use serde::{Deserialize, Serialize};

use crate::entities::{movie, review};

/// A review joined with its author's display name, so pages don't have to
/// look the user up per row.
#[derive(Clone, Debug)]
pub struct ReviewWithAuthor {
    pub review: review::Model,
    pub author_name: String,
}

// Form payloads for the HTML surface. Fields are optional so a missing input
// reaches the handler instead of failing form deserialization.

#[derive(Debug, Deserialize)]
pub struct AddUserForm {
    pub name: Option<String>,
}

#[derive(Debug, Deserialize)]
pub struct AddMovieForm {
    pub title: Option<String>,
    pub year: Option<String>,
}

#[derive(Debug, Deserialize)]
pub struct AddReviewForm {
    pub user_id: Option<String>,
    pub review_text: Option<String>,
    pub rating: Option<String>,
}

// JSON API payloads.

#[derive(Debug, Deserialize)]
pub struct CreateUser {
    pub name: Option<String>,
}

#[derive(Debug, Deserialize)]
pub struct CreateMovie {
    pub title: Option<String>,
    pub year: Option<i32>,
}

#[derive(Debug, Deserialize)]
pub struct CreateReview {
    pub user_id: Option<i32>,
    pub text: Option<String>,
    pub rating: Option<i32>,
}

#[derive(Debug, Serialize)]
pub struct MovieSummary {
    pub id: i32,
    pub title: String,
    pub year: Option<i32>,
}

impl From<movie::Model> for MovieSummary {
    fn from(m: movie::Model) -> Self {
        Self { id: m.id, title: m.title, year: m.year }
    }
}

#[derive(Debug, Serialize)]
pub struct MovieDetail {
    pub id: i32,
    pub title: String,
    pub year: Option<i32>,
    pub user_id: i32,
}

impl From<movie::Model> for MovieDetail {
    fn from(m: movie::Model) -> Self {
        Self { id: m.id, title: m.title, year: m.year, user_id: m.user_id }
    }
}

#[derive(Debug, Serialize)]
pub struct ReviewOut {
    pub user_id: i32,
    pub text: Option<String>,
    pub rating: i32,
}

impl From<review::Model> for ReviewOut {
    fn from(r: review::Model) -> Self {
        Self { user_id: r.user_id, text: r.text, rating: r.rating }
    }
}
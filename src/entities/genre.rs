use sea_orm::entity::prelude::*;
use serde::Serialize;

#[derive(Clone, Debug, PartialEq, Eq, DeriveEntityModel, Serialize)]
#[sea_orm(table_name = "genres")]
pub struct Model {
    #[sea_orm(primary_key)]
    pub id: i32,
    #[sea_orm(unique)]
    pub name: String,
}

#[derive(Copy, Clone, Debug, EnumIter, DeriveRelation)]
pub enum Relation {
    #[sea_orm(has_many = "super::movie::Entity")]
    Movie,
}

impl Related<super::movie::Entity> for Entity {
    fn to() -> RelationDef {
        Relation::Movie.def()
    }
}

impl ActiveModelBehavior for ActiveModel {}
// Incremental pull: fetch only what appeared since the last harvested post.

use chrono::{DateTime, Utc};
use tracing::{debug, info};

use roost_common::HarvestError;

use crate::backfill::{insert_page, AccountStats};
use crate::fetcher::{Boundary, Timeline, PAGE_SIZE};
use crate::store::PostStore;

/// Fetch everything newer than the newest stored post.
///
/// The boundary starts at the stored newest id and advances to the maximum
/// id of each fetched page, so the loop moves forward even when a page comes
/// back partially deduplicated. An empty page ends the walk.
pub async fn run(
    fetcher: &dyn Timeline,
    store: &dyn PostStore,
    handle: &str,
    newest: i64,
    now: DateTime<Utc>,
) -> Result<AccountStats, HarvestError> {
    let mut stats = AccountStats::default();
    let mut boundary = newest;

    loop {
        let page = fetcher
            .fetch_page(handle, PAGE_SIZE, Boundary::NewerThan(boundary))
            .await?;
        let Some(page_max) = page.iter().map(|p| p.id).max() else {
            // Empty page: caught up.
            break;
        };

        insert_page(store, handle, &page, now, &mut stats).await?;
        debug!(handle, boundary, page_max, "Newer page stored");
        boundary = boundary.max(page_max);
    }

    info!(
        handle,
        newest_seen = boundary,
        pages = stats.pages,
        inserted = stats.inserted,
        duplicates = stats.duplicates,
        "Incremental pull complete"
    );
    Ok(stats)
}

* Problem to work on: Reply with the number of lines in the data above that contain "loop", and with nothing else.

* Result of this task: 2